■ Problem
Somewhere below is a line with "Reuse inbound identifiers" and, later, a line with "request_id: header_value(headers, REQUEST_ID_HEADER)"; repeat those two lines and all the lines between them, exactly as they are.

-- Data records follows --

use axum::http::{HeaderMap, HeaderValue};
use uuid::Uuid;

pub const REQUEST_ID_HEADER: &str = "x-request-id";
pub const CORRELATION_ID_HEADER: &str = "x-correlation-id";

/// Identifiers correlating the request and response records of one call.
///
/// One context is created per intercepted call and owned by that call's
/// pipeline scope. The pipeline clones it into the request extensions so
/// handlers can read it with `Extension<CorrelationContext>`; nothing is
/// stored globally, so concurrent calls cannot observe each other's ids
/// and cleanup is simply scope exit.
#[derive(Clone, Debug)]
pub struct CorrelationContext {
    pub request_id: String,
    pub correlation_id: String,
    pub operation_name: Option<String>,
}

impl CorrelationContext {
    /// Reuse inbound identifiers when the caller already carries them,
    /// else mint fresh ones.
    pub fn init(headers: &HeaderMap) -> Self {
        Self {
            request_id: header_value(headers, REQUEST_ID_HEADER)
                .unwrap_or_else(|| Uuid::new_v4().to_string()),
            correlation_id: header_value(headers, CORRELATION_ID_HEADER)
                .unwrap_or_else(|| Uuid::new_v4().to_string()),
            operation_name: None,
        }
    }

    /// Best-effort enrichment; absence of a resolvable handler name is
    /// never an error.
    pub fn set_operation_name(&mut self, name: impl Into<String>) {
        self.operation_name = Some(name.into());
    }

    pub fn operation_name(&self) -> &str {
        self.operation_name.as_deref().unwrap_or("unknown")
    }

    /// Writes both correlation headers onto a response. Values that do not
    /// form a valid header are skipped silently rather than failing the
    /// request over a logging concern.
    pub fn apply_to(&self, headers: &mut HeaderMap) {
        write_header(headers, REQUEST_ID_HEADER, &self.request_id);
        write_header(headers, CORRELATION_ID_HEADER, &self.correlation_id);
    }
}

fn header_value(headers: &HeaderMap, name: &str) -> Option<String> {
    headers
        .get(name)
        .and_then(|v| v.to_str().ok())
        .map(str::trim)
        .filter(|s| !s.is_empty())
        .map(|s| s.to_string())
}

fn write_header(headers: &mut HeaderMap, name: &'static str, value: &str) {
    if let Ok(value) = HeaderValue::from_str(value) {
        headers.insert(name, value);
    }
}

-- Data records concluded --

■ Result of the exercise
    /// Reuse inbound identifiers when the caller already carries them,
    /// else mint fresh ones.
    pub fn init(headers: &HeaderMap) -> Self {
        Self {
            request_id: header_value(headers, REQUEST_ID_HEADER)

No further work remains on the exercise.